4. The Bill must include greater detail about the process for setting the strike price for nuclear power (Chapter 5). This must be transparent. The EMR process started before a whole series of global energy policy occurrences: the raid fall in prices of renewable energy, particularly photovoltaics; the falling prices of various materials, which should enable a whole series of new photovoltaic building materials; the tsunami and subsequent human errors at the Fukishima nuclear power plant in Japan; the development of Shale Gas around the world; the policy decisions to implement the EnergieWende in Germany and the Danish Energy Plan in Denmark which is illuminating the design and operation of energy systems along with their integration with waste, water and food systems which we can expect to spread throughout Europe. The Energy Bill as it stands does not situate itself in this reality. Only with transparency are we as a country able to know how much large scale nuclear power will be costing us and what alternative there might be to it.
5. The Bill must take notice of independent generator concerns, including small community and local authority energy service companies (ESCOs). These ESCOs have enormous potential, as yet untapped in Britain. This Bill must enable new entrants, whatever their scale, in reality, not just give platitudes of support (Chapter 6).
6. The transition to a sustainable energy future is one of great change and the energy system needs to remain resilient and robust whilst this transition is being undertaken. Clear strategic, long term sector specific investment signals need to be given – hence the need for a decarbonisation target. However, it is also necessary to ensure sufficient capacity at the right time and place. The Bill needs to walk that line between ensuring encouragement of the move to a low carbon energy system while at the same time providing suitable signals for investment. The capacity mechanism is at the nub of this debate, hence its contentiousness (Chapter 3). Without care the Bill will give too much support for capacity simply to be there – and this will provide too much support for gas – on the other hand too little encouragement will lead to security concerns. A decarbonisation target in line with the CCC’s 4th Budget and an Emission Performance Standard in line with this means that a more ‘general’ capacity mechanism could be put in place – meaning that a payment could be given for capacity – whether demand side response, storage, interconnectors etc – that is there. Without the decarbonisation target and low level EPS, then a much more ‘targeted’ capacity mechanism would be required through system operator auctions. At the moment, the Bill is neither one thing nor the other and risks too much gas, which would also bring different security concerns including that of price.

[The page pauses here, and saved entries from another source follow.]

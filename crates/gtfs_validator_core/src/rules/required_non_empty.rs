use crate::{
    feed::{AGENCY_FILE, ROUTES_FILE, STOPS_FILE, STOP_TIMES_FILE, TRIPS_FILE},
    GtfsFeed, NoticeContainer, Validator,
};

#[derive(Debug, Default)]
pub struct RequiredTablesNotEmptyValidator;

impl Validator for RequiredTablesNotEmptyValidator {
    fn name(&self) -> &'static str {
        "required_tables_not_empty"
    }

    fn validate(&self, feed: &GtfsFeed, notices: &mut NoticeContainer) {
        if feed.agency.rows.is_empty() {
            notices.push_empty_table(AGENCY_FILE);
        }
        if feed.stops.rows.is_empty() && !feed.stops.headers.is_empty() {
            notices.push_empty_table(STOPS_FILE);
        }
        if feed.routes.rows.is_empty() {
            notices.push_empty_table(ROUTES_FILE);
        }
        if feed.trips.rows.is_empty() {
            notices.push_empty_table(TRIPS_FILE);
        }
        if feed.stop_times.rows.is_empty() {
            notices.push_empty_table(STOP_TIMES_FILE);
        }
    }
}

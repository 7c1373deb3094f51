use crate::feed::FEED_INFO_FILE;
use crate::{GtfsFeed, NoticeContainer, NoticeSeverity, ValidationNotice, Validator};

const CODE_START_AND_END_RANGE_OUT_OF_ORDER: &str = "start_and_end_range_out_of_order";
const CODE_MISSING_FEED_CONTACT_EMAIL_AND_URL: &str = "missing_feed_contact_email_and_url";
const CODE_MORE_THAN_ONE_ENTITY: &str = "more_than_one_entity";

#[derive(Debug, Default)]
pub struct MissingFeedInfoValidator;

impl Validator for MissingFeedInfoValidator {
    fn name(&self) -> &'static str {
        "missing_feed_info"
    }

    fn validate(&self, feed: &GtfsFeed, notices: &mut NoticeContainer) {
        if feed.feed_info.is_some() {
            return;
        }

        if feed.translations.is_some() {
            notices.push_missing_file(FEED_INFO_FILE);
        } else {
            notices.push_missing_recommended_file(FEED_INFO_FILE);
        }
    }
}

#[derive(Debug, Default)]
pub struct FeedContactValidator;

impl Validator for FeedContactValidator {
    fn name(&self) -> &'static str {
        "feed_contact"
    }

    fn validate(&self, feed: &GtfsFeed, notices: &mut NoticeContainer) {
        let Some(feed_info) = &feed.feed_info else {
            return;
        };

        for (index, info) in feed_info.rows.iter().enumerate() {
            let row_number = feed_info.row_number(index);
            if is_blank(info.feed_contact_email.as_deref())
                && is_blank(info.feed_contact_url.as_deref())
            {
                let mut notice = ValidationNotice::new(
                    CODE_MISSING_FEED_CONTACT_EMAIL_AND_URL,
                    NoticeSeverity::Warning,
                    "missing feed_contact_email and feed_contact_url",
                );
                notice.insert_context_field("csvRowNumber", row_number);
                notice.field_order = vec!["csvRowNumber".to_string()];
                notices.push(notice);
            }
        }
    }
}

#[derive(Debug, Default)]
pub struct FeedInfoValidator;

impl Validator for FeedInfoValidator {
    fn name(&self) -> &'static str {
        "feed_info_basic"
    }

    fn validate(&self, feed: &GtfsFeed, notices: &mut NoticeContainer) {
        if let Some(feed_info) = &feed.feed_info {
            if feed_info.rows.len() > 1 {
                notices.push(more_than_one_entity_notice(feed_info.rows.len()));
            }
            for (index, info) in feed_info.rows.iter().enumerate() {
                let row_number = feed_info.row_number(index);
                if let (Some(start), Some(end)) = (info.feed_start_date, info.feed_end_date) {
                    if start > end {
                        let mut notice = ValidationNotice::new(
                            CODE_START_AND_END_RANGE_OUT_OF_ORDER,
                            NoticeSeverity::Error,
                            "feed_start_date must be <= feed_end_date",
                        );
                        notice.insert_context_field("csvRowNumber", row_number);
                        notice.insert_context_field("endFieldName", "feed_end_date");
                        notice.insert_context_field("endValue", end.to_string());
                        notice.insert_context_field("entityId", info.feed_publisher_name.trim());
                        notice.insert_context_field("filename", FEED_INFO_FILE);
                        notice.insert_context_field("startFieldName", "feed_start_date");
                        notice.insert_context_field("startValue", start.to_string());
                        notice.field_order = vec![
                            "csvRowNumber".to_string(),
                            "endFieldName".to_string(),
                            "endValue".to_string(),
                            "entityId".to_string(),
                            "filename".to_string(),
                            "startFieldName".to_string(),
                            "startValue".to_string(),
                        ];
                        notices.push(notice);
                    }
                }
            }
        }
    }
}

fn more_than_one_entity_notice(count: usize) -> ValidationNotice {
    let mut notice = ValidationNotice::new(
        CODE_MORE_THAN_ONE_ENTITY,
        NoticeSeverity::Warning,
        "more than one entity in file",
    );
    notice.insert_context_field("entityCount", count);
    notice.insert_context_field("filename", FEED_INFO_FILE);
    notice.field_order = vec!["entityCount".to_string(), "filename".to_string()];
    notice
}

fn is_blank(value: Option<&str>) -> bool {
    value.map(|val| val.trim().is_empty()).unwrap_or(true)
}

7. There are numerous technical issues related to the details of the CfDs which are as yet unknown (Chapter 2). Moreover, because of the high level nature of the Energy Bill many of the details which caused so many problems during the Consultation but which were finally agreed remain absent from the Bill – for example, the Single CfD Counterparty. The concerns of investors need to be addressed so that the agreed policy intent is reflected in the Bill.